For 32 phi nodes, the 32 %inc VRegs are all live simultaneously, occupying v[0:3] through v[124:127]. When the coalescer tries to merge %val_a_i into %inc_i's register, %val_a_i's live range (from MFMA def to the copy point) overlaps with other %inc_j values. As explained in Section 3, the dense interference from stride-1 VGPR_128 tuples makes many coalescing attempts fail. Uncoalesced MFMAs get fresh physical registers — producing 76 unique dst groups instead of 32, and 134 VGPRs instead of 10.
The 1-phi case is 3 dst groups / 10 VGPRs. The 32-phi case is 76 dst groups / 134 VGPRs. The scaling is catastrophic.
PHI elimination is doing its job correctly — it faithfully translates phi semantics into copies. The problem is that the resulting register allocation problem is fundamentally intractable when 32 wide values are simultaneously live across a merge point.
6. Proposal
6.1 Current Workaround: Restructure to Avoid Phi on Large Values
Today, the only reliable solution is to restructure the kernel code so that large register groups (MFMA accumulators, etc.) never cross scf.IfOp boundaries:
# BAD: 128 VGPRs through phi — causes explosion
result_types = [f32x4_type] * 32
if_op = scf.IfOp(cond, result_types, has_else=True)

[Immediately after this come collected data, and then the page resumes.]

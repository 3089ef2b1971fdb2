//! # SPECTRA Rendering
//!
//! Glowing ribbon effects for a 2D action game:
//! - Ribbon geometry from polylines with per-point width and color
//! - Three-pass additive compositing (bloom, main, core)
//! - Pooled, lifecycle-driven effects (fog, telegraphs, auras, deaths, trails)
//!
//! ## Architecture
//!
//! ```text
//! ┌───────────────────────────────────────────────────────────────┐
//! │                      FRAME PIPELINE                           │
//! ├───────────────────────────────────────────────────────────────┤
//! │  Requests → EffectManager::tick → collect_strokes             │
//! │                                        ↓                      │
//! │     resample → RibbonBuilder → MultiPassCompositor → DrawSink │
//! └───────────────────────────────────────────────────────────────┘
//! ```
//!
//! ## Rules
//!
//! - No allocations per frame once buffers have warmed up
//! - A skipped ribbon beats a stalled frame: builds over capacity are dropped
//! - GPU resources are created on the render thread only

#![deny(missing_docs)]
#![deny(unsafe_code)]
#![deny(clippy::all)]
#![warn(clippy::pedantic)]
#![deny(clippy::perf)]

pub mod compositor;
pub mod effects;
pub mod geometry;
pub mod integration;

pub use compositor::{
    DrawCall, DrawSink, GlowTextureCache, Material, MultiPassCompositor, PassKind, SubmitError,
    TextureProvider,
};
pub use effects::{EffectHandle, EffectKind, EffectManager, SpawnRequest, TrailStyle};
pub use geometry::{
    build_ribbon, resample, ColorProfile, PrimitiveSettings, RibbonBuilder, RibbonMesh,
    RibbonVertex, WidthProfile,
};
pub use integration::{EffectRequest, EffectRequestQueue, FrameContext, FxRenderer};
//! # Timed Effect Lifecycle
//!
//! Every effect instance runs the same phase machine:
//!
//! ```text
//! Spawned ──► FadeIn ──► Sustain ──► FadeOut ──► Released
//!            (ratio < fade_in)   (ratio >= fade_out)   (elapsed >= max)
//! ```
//!
//! Phases only move forward. Opacity ramps linearly up to the target during
//! fade-in, holds during sustain, and ramps back to zero during fade-out.

use spectra_core::math::inverse_lerp;
use spectra_core::{EntityId, Transform, TransformHistory, Vec2};
use spectra_shared::{StyleDescriptor, ThemeId};

use super::spawn::SpawnRequest;

/// Lifecycle phase. Ordering follows the lifecycle.
#[derive(Clone, Copy, Debug, Default, PartialEq, Eq, Hash, PartialOrd, Ord)]
pub enum Phase {
    /// Allocated, not yet ticked.
    #[default]
    Spawned,
    /// Opacity ramping up.
    FadeIn,
    /// Opacity at target.
    Sustain,
    /// Opacity ramping down.
    FadeOut,
    /// Done; the slot is returned to the pool.
    Released,
}

/// Fade thresholds as fractions of the lifetime.
#[derive(Clone, Copy, Debug, PartialEq)]
pub struct LifecycleEnvelope {
    /// Ratio at which fade-in ends.
    pub fade_in: f32,
    /// Ratio at which fade-out starts.
    pub fade_out: f32,
    /// Opacity held during sustain.
    pub target_opacity: f32,
}

impl Default for LifecycleEnvelope {
    fn default() -> Self {
        Self::from_style(&StyleDescriptor::default())
    }
}

impl LifecycleEnvelope {
    /// Envelope taken from a theme.
    #[must_use]
    pub fn from_style(style: &StyleDescriptor) -> Self {
        Self {
            fade_in: style.fade_in,
            fade_out: style.fade_out,
            target_opacity: style.target_opacity,
        }
    }

    /// Phase at lifetime `ratio`.
    #[must_use]
    pub fn phase(&self, ratio: f32) -> Phase {
        if ratio >= 1.0 {
            Phase::Released
        } else if ratio >= self.fade_out {
            Phase::FadeOut
        } else if ratio >= self.fade_in {
            Phase::Sustain
        } else {
            Phase::FadeIn
        }
    }

    /// Opacity at lifetime `ratio`.
    #[must_use]
    pub fn opacity(&self, ratio: f32) -> f32 {
        let target = self.target_opacity;
        match self.phase(ratio) {
            Phase::Spawned | Phase::FadeIn => target * inverse_lerp(0.0, self.fade_in, ratio),
            Phase::Sustain => target,
            Phase::FadeOut => target * (1.0 - inverse_lerp(self.fade_out, 1.0, ratio)),
            Phase::Released => 0.0,
        }
    }
}

/// State shared by every effect kind.
#[derive(Clone, Copy, Debug, Default)]
pub struct EffectCore {
    /// Last two simulated transforms.
    pub transform: TransformHistory,
    /// World units per tick.
    pub velocity: Vec2,
    /// Per-tick velocity multiplier (1.0 = no damping).
    pub damping: f32,
    /// Ticks lived.
    pub elapsed: u32,
    /// Ticks until release.
    pub max_lifetime: u32,
    /// Size multiplier.
    pub scale: f32,
    /// Opacity after the last tick.
    pub opacity: f32,
    /// Current phase.
    pub phase: Phase,
    /// Fade thresholds.
    pub envelope: LifecycleEnvelope,
    /// Theme tuning copied at spawn.
    pub style: StyleDescriptor,
    /// Theme the tuning came from.
    pub theme: ThemeId,
    /// Entity this effect follows, if any.
    pub attach: Option<EntityId>,
    /// Transform recorded by the host for the next tick, replacing the
    /// velocity step.
    pub staged: Option<Transform>,
}

impl EffectCore {
    /// Fresh core for `request`, already in its first visible phase.
    #[must_use]
    pub fn spawn(request: &SpawnRequest, style: &StyleDescriptor) -> Self {
        let envelope = LifecycleEnvelope::from_style(style);
        let scale = if request.scale.is_finite() && request.scale > 0.0 {
            request.scale
        } else {
            1.0
        };
        let mut core = Self {
            transform: TransformHistory::new(Transform::new(request.position, request.rotation)),
            velocity: request.velocity,
            damping: 1.0,
            elapsed: 0,
            max_lifetime: request.max_lifetime.max(1),
            scale,
            opacity: envelope.opacity(0.0),
            phase: Phase::Spawned,
            envelope,
            style: *style,
            theme: request.theme,
            attach: request.attach,
            staged: None,
        };
        core.enter(Phase::FadeIn.max(envelope.phase(0.0)));
        core
    }

    /// `elapsed / max_lifetime`, clamped to `[0, 1]`.
    #[inline]
    #[must_use]
    pub fn lifetime_ratio(&self) -> f32 {
        if self.max_lifetime == 0 {
            return 1.0;
        }
        (self.elapsed as f32 / self.max_lifetime as f32).clamp(0.0, 1.0)
    }

    /// Lifetime ratio between the last two ticks, for rendering.
    #[inline]
    #[must_use]
    pub fn visual_ratio(&self, sub_tick: f32) -> f32 {
        if self.max_lifetime == 0 {
            return 1.0;
        }
        let sub_tick = if sub_tick.is_finite() {
            sub_tick.clamp(0.0, 1.0)
        } else {
            1.0
        };
        let ticks = (self.elapsed as f32 - 1.0 + sub_tick).max(0.0);
        (ticks / self.max_lifetime as f32).clamp(0.0, 1.0)
    }

    /// Opacity between the last two ticks, for rendering.
    #[inline]
    #[must_use]
    pub fn visual_opacity(&self, sub_tick: f32) -> f32 {
        if self.phase == Phase::Released {
            return 0.0;
        }
        self.envelope.opacity(self.visual_ratio(sub_tick))
    }

    /// Runs one simulation tick. Returns false once the effect is released.
    pub fn advance(&mut self) -> bool {
        if self.phase == Phase::Released {
            return false;
        }
        if self.elapsed >= self.max_lifetime {
            self.release();
            return false;
        }

        let next = self.staged.take().unwrap_or_else(|| {
            let current = self.transform.current();
            Transform::new(current.position + self.velocity, current.rotation)
        });
        self.transform.push(next);
        self.velocity *= self.damping;

        self.elapsed += 1;
        let ratio = self.lifetime_ratio();
        self.enter(self.envelope.phase(ratio));
        if self.phase == Phase::Released {
            self.opacity = 0.0;
            return false;
        }
        self.opacity = self.envelope.opacity(ratio);
        true
    }

    /// Sets where the next tick moves to. The last call before a tick wins.
    pub fn stage(&mut self, transform: Transform) {
        self.staged = Some(transform);
    }

    /// Jumps to the end of the lifetime. The next tick releases.
    pub fn force_expire(&mut self) {
        self.elapsed = self.max_lifetime;
    }

    /// True once released.
    #[must_use]
    pub fn is_released(&self) -> bool {
        self.phase == Phase::Released
    }

    fn release(&mut self) {
        self.enter(Phase::Released);
        self.opacity = 0.0;
    }

    /// Moves to `next` unless that would go backwards.
    fn enter(&mut self, next: Phase) {
        if next > self.phase {
            self.phase = next;
        }
    }
}

#[cfg(test)]
mod tests {
    use super::*;
    use crate::effects::EffectKind;

    fn core(max: u32) -> EffectCore {
        let request = SpawnRequest::new(EffectKind::Fog, Vec2::new(1.0, 1.0)).with_lifetime(max);
        EffectCore::spawn(&request, &StyleDescriptor::default())
    }

    #[test]
    fn test_spawn_enters_fade_in() {
        let core = core(100);
        assert_eq!(core.phase, Phase::FadeIn);
        assert_eq!(core.opacity, 0.0);
    }

    #[test]
    fn test_envelope_phases() {
        let env = LifecycleEnvelope::default();
        assert_eq!(env.phase(0.1), Phase::FadeIn);
        assert_eq!(env.phase(0.2), Phase::Sustain);
        assert_eq!(env.phase(0.69), Phase::Sustain);
        assert_eq!(env.phase(0.7), Phase::FadeOut);
        assert_eq!(env.phase(1.0), Phase::Released);
    }

    #[test]
    fn test_zero_fade_in_starts_sustained() {
        let style = StyleDescriptor {
            fade_in: 0.0,
            ..StyleDescriptor::default()
        };
        let request = SpawnRequest::new(EffectKind::Aura, Vec2::new(1.0, 1.0));
        let core = EffectCore::spawn(&request, &style);
        assert_eq!(core.phase, Phase::Sustain);
        assert_eq!(core.opacity, 1.0);
    }

    #[test]
    fn test_velocity_damping() {
        let mut core = core(100);
        core.velocity = Vec2::new(10.0, 0.0);
        core.damping = 0.95;
        core.advance();
        assert_eq!(core.transform.current().position, Vec2::new(11.0, 1.0));
        assert!((core.velocity.x - 9.5).abs() < 1e-5);
    }

    #[test]
    fn test_staged_transform_replaces_velocity_step() {
        let mut core = core(100);
        core.velocity = Vec2::new(10.0, 0.0);
        core.stage(Transform::at(Vec2::new(4.0, 2.0)));
        core.advance();
        assert_eq!(core.transform.previous().map(|t| t.position), Some(Vec2::new(1.0, 1.0)));
        assert_eq!(core.transform.current().position, Vec2::new(4.0, 2.0));

        // Consumed: the next tick falls back to velocity.
        core.advance();
        assert_eq!(core.transform.current().position.y, 2.0);
        assert!(core.transform.current().position.x > 4.0);
    }

    #[test]
    fn test_force_expire_releases_next_tick() {
        let mut core = core(100);
        core.advance();
        core.force_expire();
        assert_eq!(core.elapsed, 100);
        assert!(!core.is_released());
        assert!(!core.advance());
        assert!(core.is_released());
        assert_eq!(core.opacity, 0.0);
    }

    #[test]
    fn test_visual_ratio_trails_by_one_tick() {
        let mut core = core(10);
        for _ in 0..4 {
            core.advance();
        }
        assert!((core.visual_ratio(0.0) - 0.3).abs() < 1e-6);
        assert!((core.visual_ratio(1.0) - 0.4).abs() < 1e-6);
    }
}
//! # Effect Pool Benchmark
//!
//! REQUIREMENTS:
//! - Spawning into a full pool stays O(1)
//! - A full retain pass over 1024 slots stays well under a microsecond per slot
//!
//! Run with: `cargo bench --package spectra_core`

// Benchmarks don't need docs
#![allow(missing_docs)]

use criterion::{black_box, criterion_group, criterion_main, BenchmarkId, Criterion};
use spectra_core::EffectPool;

#[derive(Default)]
struct Payload {
    elapsed: u32,
    max_lifetime: u32,
    position: [f32; 2],
}

/// Benchmark: acquire into a saturated pool (every call evicts).
fn bench_acquire_with_eviction(c: &mut Criterion) {
    let mut group = c.benchmark_group("acquire_full_pool");

    for capacity in [64_usize, 256, 1024] {
        group.bench_with_input(
            BenchmarkId::from_parameter(capacity),
            &capacity,
            |b, &capacity| {
                let mut pool: EffectPool<Payload> = EffectPool::new(capacity);
                let mut tick = 0_u64;
                for _ in 0..capacity {
                    pool.acquire(tick, |p| p.max_lifetime = 60);
                    tick += 1;
                }
                b.iter(|| {
                    tick += 1;
                    black_box(pool.acquire(tick, |p| p.max_lifetime = 60));
                });
            },
        );
    }

    group.finish();
}

/// Benchmark: one lifecycle-style retain pass.
fn bench_retain_pass(c: &mut Criterion) {
    c.bench_function("retain_mut_1024", |b| {
        let mut pool: EffectPool<Payload> = EffectPool::new(1024);
        b.iter(|| {
            while pool.active_count() < 1024 {
                pool.acquire(0, |p| p.max_lifetime = 8);
            }
            black_box(pool.retain_mut(|_, p| {
                p.elapsed += 1;
                p.position[0] += 0.5;
                p.elapsed < p.max_lifetime
            }))
        });
    });
}

criterion_group!(benches, bench_acquire_with_eviction, bench_retain_pass);
criterion_main!(benches);
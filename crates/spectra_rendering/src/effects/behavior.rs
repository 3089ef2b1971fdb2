//! The per-kind hooks the effect manager drives.

use rand_chacha::ChaCha8Rng;
use spectra_core::Transform;
use spectra_shared::FxConfig;

use super::lifecycle::EffectCore;
use super::spawn::{EffectKind, SpawnRequest};
use super::strokes::StrokeBuffer;

/// Upper bound on wisps, sparkles or rays per instance.
pub const MAX_SUB_PARTICLES: usize = 16;

/// Inputs available while a kind initialises a fresh instance.
pub struct SpawnContext<'a> {
    /// The request being served.
    pub request: &'a SpawnRequest,
    /// Global configuration.
    pub config: &'a FxConfig,
    /// Seeded generator for per-instance phase offsets.
    pub rng: &'a mut ChaCha8Rng,
}

/// Inputs available while a kind describes one frame.
#[derive(Clone, Copy, Debug)]
pub struct RenderView {
    /// Interpolated (or attached-entity) transform.
    pub transform: Transform,
    /// Shared sub-tick fraction for this frame.
    pub sub_tick: f32,
    /// Interpolated lifetime ratio.
    pub ratio: f32,
    /// Interpolated opacity.
    pub opacity: f32,
}

/// One kind of timed effect.
///
/// Implementors are plain data: `Default` is the reset state a pool slot
/// returns to, and nothing here may allocate.
pub trait EffectBehavior: Default {
    /// Pool this kind lives in.
    const KIND: EffectKind;

    /// Shared lifecycle state.
    fn core(&self) -> &EffectCore;

    /// Shared lifecycle state, mutably.
    fn core_mut(&mut self) -> &mut EffectCore;

    /// Kind-specific setup after the core is initialised.
    fn on_spawn(&mut self, _ctx: &mut SpawnContext<'_>) {}

    /// Kind-specific update after the core has advanced.
    fn on_tick(&mut self) {}

    /// Appends this frame's strokes.
    fn emit(&self, view: &RenderView, out: &mut StrokeBuffer);
}

/// Number of sub-particles a theme asks for, clamped to the inline storage.
#[inline]
pub(crate) fn sub_particle_count(requested: u8) -> usize {
    usize::from(requested).min(MAX_SUB_PARTICLES)
}
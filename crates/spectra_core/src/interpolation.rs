//! # Sub-Tick Interpolation
//!
//! The simulation runs at a fixed tick; the renderer runs at whatever rate the
//! display allows. Every visual sample is taken between the last two simulation
//! snapshots using one sub-tick fraction per render frame.
//!
//! ## Rules
//! - One `sub_tick` per frame, shared by every effect (no desync between
//!   effects drawn in the same frame)
//! - Rotation takes the shortest arc
//! - No previous snapshot means "render the current one" - never extrapolate
//!
//! ## Usage
//! ```rust
//! use spectra_core::{Transform, TransformHistory, Vec2};
//!
//! let mut history = TransformHistory::new(Transform::at(Vec2::ZERO));
//! history.push(Transform::at(Vec2::new(10.0, 0.0)));
//!
//! let visual = history.sample(0.5);
//! assert_eq!(visual.position, Vec2::new(5.0, 0.0));
//! ```

use crate::math::{lerp_angle, Vec2};

/// Identifier of a host-game entity an effect can follow.
#[derive(Clone, Copy, Debug, Default, PartialEq, Eq, Hash, PartialOrd, Ord)]
pub struct EntityId(pub u64);

/// A position plus facing.
#[derive(Clone, Copy, Debug, Default, PartialEq)]
pub struct Transform {
    /// World position.
    pub position: Vec2,
    /// Facing in radians.
    pub rotation: f32,
}

impl Transform {
    /// Creates a transform.
    #[inline]
    #[must_use]
    pub const fn new(position: Vec2, rotation: f32) -> Self {
        Self { position, rotation }
    }

    /// Transform at `position` with zero rotation.
    #[inline]
    #[must_use]
    pub const fn at(position: Vec2) -> Self {
        Self::new(position, 0.0)
    }
}

/// Samples between two simulation snapshots.
///
/// `sub_tick` is clamped to `[0, 1]`. Without a previous snapshot the current
/// one is returned unchanged.
#[inline]
#[must_use]
pub fn sample(previous: Option<Transform>, current: Transform, sub_tick: f32) -> Transform {
    let Some(previous) = previous else {
        return current;
    };
    let t = if sub_tick.is_finite() {
        sub_tick.clamp(0.0, 1.0)
    } else {
        1.0
    };
    Transform {
        position: previous.position.lerp(current.position, t),
        rotation: lerp_angle(previous.rotation, current.rotation, t),
    }
}

/// The last two simulation snapshots of something that moves.
#[derive(Clone, Copy, Debug, Default, PartialEq)]
pub struct TransformHistory {
    previous: Option<Transform>,
    current: Transform,
}

impl TransformHistory {
    /// Starts a history with no previous snapshot.
    #[must_use]
    pub const fn new(current: Transform) -> Self {
        Self {
            previous: None,
            current,
        }
    }

    /// Records the snapshot for a new simulation tick.
    pub fn push(&mut self, next: Transform) {
        self.previous = Some(self.current);
        self.current = next;
    }

    /// Jumps to `transform` without interpolating from the old position.
    pub fn teleport(&mut self, transform: Transform) {
        self.previous = None;
        self.current = transform;
    }

    /// Latest simulation snapshot.
    #[inline]
    #[must_use]
    pub const fn current(&self) -> Transform {
        self.current
    }

    /// Previous simulation snapshot, if one exists.
    #[inline]
    #[must_use]
    pub const fn previous(&self) -> Option<Transform> {
        self.previous
    }

    /// Interpolated transform for this render frame.
    #[inline]
    #[must_use]
    pub fn sample(&self, sub_tick: f32) -> Transform {
        sample(self.previous, self.current, sub_tick)
    }
}

/// Host-side supplier of interpolated entity transforms.
///
/// Implemented by the game's entity system. The returned transform must
/// already be interpolated with the current frame's sub-tick; `None` means
/// the entity is gone and attached effects should stay where they are.
pub trait TransformSource {
    /// Interpolated transform of `entity` for the current frame.
    fn interpolated_transform(&self, entity: EntityId) -> Option<Transform>;
}

impl<F> TransformSource for F
where
    F: Fn(EntityId) -> Option<Transform>,
{
    fn interpolated_transform(&self, entity: EntityId) -> Option<Transform> {
        self(entity)
    }
}
//! # Ribbon Benchmark
//!
//! Resampling, strip building and the three-pass composite for typical
//! effect polylines.

#![allow(missing_docs)]

use criterion::{black_box, criterion_group, criterion_main, Criterion};
use spectra_core::Vec2;
use spectra_rendering::compositor::{CompositeParams, Material, MultiPassCompositor, RecordingSink};
use spectra_rendering::geometry::{resample_into, ColorProfile, PrimitiveSettings, RibbonBuilder, WidthProfile};
use spectra_shared::RibbonLimits;

fn wave(points: usize) -> Vec<Vec2> {
    (0..points)
        .map(|i| {
            let x = 10.0 + i as f32 * 12.0;
            Vec2::new(x, 300.0 + (x * 0.05).sin() * 40.0)
        })
        .collect()
}

// =============================================================================
// GEOMETRY
// =============================================================================

fn bench_resample(c: &mut Criterion) {
    let points = wave(12);
    let mut out = Vec::with_capacity(64);

    c.bench_function("resample_12_to_40", |b| {
        b.iter(|| {
            resample_into(black_box(&points), 40, &mut out);
            black_box(out.len())
        });
    });
}

fn bench_build(c: &mut Criterion) {
    let points = wave(40);
    let settings = PrimitiveSettings::new(
        WidthProfile::inverse_lerp_bump(2.0, 16.0),
        ColorProfile::gradient(
            spectra_core::Color::rgb(0.3, 0.8, 1.0),
            spectra_core::Color::rgb(0.6, 0.2, 1.0),
        ),
    );
    let mut builder = RibbonBuilder::new(RibbonLimits::default());

    c.bench_function("build_ribbon_40", |b| {
        b.iter(|| black_box(builder.build(black_box(&points), &settings).vertices.len()));
    });
}

// =============================================================================
// COMPOSITE
// =============================================================================

fn bench_composite(c: &mut Criterion) {
    let points = wave(12);
    let width = WidthProfile::quadratic_bump(16.0);
    let color = ColorProfile::Solid(spectra_core::Color::rgb(0.4, 0.9, 1.0));
    let params = CompositeParams::new(2.5, 0.4);
    let mut compositor = MultiPassCompositor::new(RibbonLimits::default());
    let mut sink = RecordingSink::new();

    c.bench_function("composite_three_pass", |b| {
        b.iter(|| {
            sink.clear();
            let outcome = compositor.render(
                black_box(&points),
                &width,
                &color,
                &params,
                Material::FlatColor,
                &mut sink,
            );
            black_box(outcome.vertices)
        });
    });
}

criterion_group!(benches, bench_resample, bench_build, bench_composite);
criterion_main!(benches);
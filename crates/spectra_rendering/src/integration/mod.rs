//! # Integration
//!
//! Glue between the effect manager and the rest of the game:
//! - `requests` - spawns and expiries posted from other threads
//! - `fx_renderer` - per-frame collection and multi-pass compositing

mod fx_renderer;
mod requests;

pub use fx_renderer::{FrameContext, FrameStats, FxRenderer};
pub use requests::{EffectRequest, EffectRequestQueue, EffectRequestSender};
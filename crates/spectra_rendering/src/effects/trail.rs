//! Trails: a ribbon through the recent positions of a weapon or projectile.
//!
//! The host records positions with `EffectManager::push_trail_point`. Points
//! age one step per tick and fall off the tail after `trail_points` ticks.

use spectra_core::{Transform, Vec2};

use super::behavior::{EffectBehavior, RenderView, SpawnContext};
use super::lifecycle::EffectCore;
use super::spawn::{EffectKind, TrailStyle};
use super::strokes::{StrokeBuffer, StrokeStyle};
use crate::geometry::{ColorProfile, TrailHistory, WidthProfile};

/// Interpolated heads closer than this to the newest point are not prepended.
const HEAD_EPSILON: f32 = 0.01;

/// Ribbon through recorded positions.
#[derive(Clone, Debug, Default)]
pub struct Trail {
    core: EffectCore,
    history: TrailHistory,
    age_step: f32,
    shape: TrailStyle,
}

impl Trail {
    /// Recorded points, newest first.
    #[must_use]
    pub fn history(&self) -> &TrailHistory {
        &self.history
    }

    /// Records the source's transform for this tick. The head moves there
    /// on the next tick, so rendering interpolates toward it.
    pub fn record(&mut self, transform: Transform) {
        self.core.stage(transform);
        self.history.push(transform.position, transform.rotation);
    }
}

impl EffectBehavior for Trail {
    const KIND: EffectKind = EffectKind::Trail;

    fn core(&self) -> &EffectCore {
        &self.core
    }

    fn core_mut(&mut self) -> &mut EffectCore {
        &mut self.core
    }

    fn on_spawn(&mut self, ctx: &mut SpawnContext<'_>) {
        self.history = TrailHistory::with_capacity(ctx.config.trail_points);
        self.age_step = 1.0 / self.history.capacity() as f32;
        self.shape = ctx.request.trail_style;
        self.history
            .push(ctx.request.position, ctx.request.rotation);
    }

    fn on_tick(&mut self) {
        self.history.advance_age(self.age_step);
    }

    fn emit(&self, view: &RenderView, out: &mut StrokeBuffer) {
        let style = &self.core.style;
        let width = style.base_width * self.core.scale;

        let (profile, offset) = match self.shape {
            TrailStyle::Swing => (WidthProfile::linear_taper(width), Vec2::ZERO),
            TrailStyle::Projectile { size } => (
                WidthProfile::inverse_lerp_bump(0.0, width),
                Vec2::from_angle(view.transform.rotation) * (-0.5 * size),
            ),
        };
        let stroke = StrokeStyle::themed(
            style,
            profile,
            ColorProfile::gradient(style.palette.primary, style.palette.secondary)
                .scaled(view.opacity),
        )
        .with_offset(offset);

        let head = view.transform.position;
        let newest = self.history.head().map(|p| p.position);
        out.push(stroke, |points| {
            if newest.map_or(true, |p| p.distance(head) > HEAD_EPSILON) {
                points.push(head);
            }
            self.history.write_positions(points);
        });
    }
}

#[cfg(test)]
mod tests {
    use super::*;
    use crate::effects::SpawnRequest;
    use rand::SeedableRng;
    use rand_chacha::ChaCha8Rng;
    use spectra_shared::{FxConfig, StyleDescriptor};

    fn spawn(trail_points: usize) -> Trail {
        let request = SpawnRequest::new(EffectKind::Trail, Vec2::new(1.0, 1.0));
        let config = FxConfig {
            trail_points,
            ..FxConfig::default()
        };
        let mut trail = Trail::default();
        *trail.core_mut() = EffectCore::spawn(&request, &StyleDescriptor::default());
        trail.on_spawn(&mut SpawnContext {
            request: &request,
            config: &config,
            rng: &mut ChaCha8Rng::seed_from_u64(0),
        });
        trail
    }

    #[test]
    fn test_points_expire_after_capacity_ticks() {
        let mut trail = spawn(4);
        assert_eq!(trail.history().len(), 1);
        for _ in 0..3 {
            trail.on_tick();
        }
        assert_eq!(trail.history().len(), 1);
        trail.on_tick();
        assert!(trail.history().is_empty());
    }

    #[test]
    fn test_emit_prepends_interpolated_head() {
        let mut trail = spawn(8);
        trail.record(Transform::at(Vec2::new(5.0, 1.0)));
        trail.core_mut().advance();
        trail.record(Transform::at(Vec2::new(9.0, 1.0)));
        trail.core_mut().advance();

        let view = RenderView {
            transform: trail.core().transform.sample(0.5),
            sub_tick: 0.5,
            ratio: 0.5,
            opacity: 1.0,
        };
        let mut out = StrokeBuffer::with_capacity(32, 1);
        trail.emit(&view, &mut out);
        let (points, _) = out.iter().next().unwrap();
        assert_eq!(
            points,
            &[
                Vec2::new(7.0, 1.0),
                Vec2::new(9.0, 1.0),
                Vec2::new(5.0, 1.0),
                Vec2::new(1.0, 1.0)
            ]
        );
    }

    #[test]
    fn test_projectile_trail_is_centered_behind_sprite() {
        let request = SpawnRequest::new(EffectKind::Trail, Vec2::new(1.0, 1.0))
            .with_trail_style(TrailStyle::Projectile { size: 8.0 });
        let mut trail = Trail::default();
        *trail.core_mut() = EffectCore::spawn(&request, &StyleDescriptor::default());
        trail.on_spawn(&mut SpawnContext {
            request: &request,
            config: &FxConfig::default(),
            rng: &mut ChaCha8Rng::seed_from_u64(0),
        });
        trail.record(Transform::at(Vec2::new(9.0, 1.0)));

        let view = RenderView {
            transform: trail.core().transform.current(),
            sub_tick: 1.0,
            ratio: 0.5,
            opacity: 1.0,
        };
        let mut out = StrokeBuffer::default();
        trail.emit(&view, &mut out);
        let (_, style) = out.iter().next().unwrap();
        assert_eq!(style.params.offset, Vec2::new(-4.0, 0.0));
    }
}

with ir.InsertionPoint(if_op.then_block):
oaccu_a = gemm2(...) # 32 x f32x4
scf.yield(oaccu_a)
with ir.InsertionPoint(if_op.else_block):
oaccu_b = gemm2(...) # 32 x f32x4
scf.yield(oaccu_b)
# 32 phi nodes at merge — explosion
# GOOD: only small values through phi, large compute after merge
result_types = [f32, f32, i64, f32] # 4 small values
if_op = scf.IfOp(cond, result_types, has_else=True)
with ir.InsertionPoint(if_op.then_block):
p_pack_a = gemm1_and_pack(...) # consumes f32x4 within branch
scf.yield(rm_a, rse_a, p_pack_a, rs_a)
with ir.InsertionPoint(if_op.else_block):
p_pack_b = gemm1_and_pack(...)
scf.yield(rm_b, rse_b, p_pack_b, rs_b)
# 4 phi nodes — coalesced perfectly
oaccu = gemm2(if_op.results) # 128 VGPRs, never enters phi
This workaround is effective but has significant drawbacks:
- Constrains kernel architecture. The programmer must manually reason about which values can/cannot cross branch boundaries — a concern that should be the compiler's job.
- Not always possible. Some algorithms inherently need large accumulators to be conditionally computed (e.g., when the two branches perform fundamentally different matrix multiplications).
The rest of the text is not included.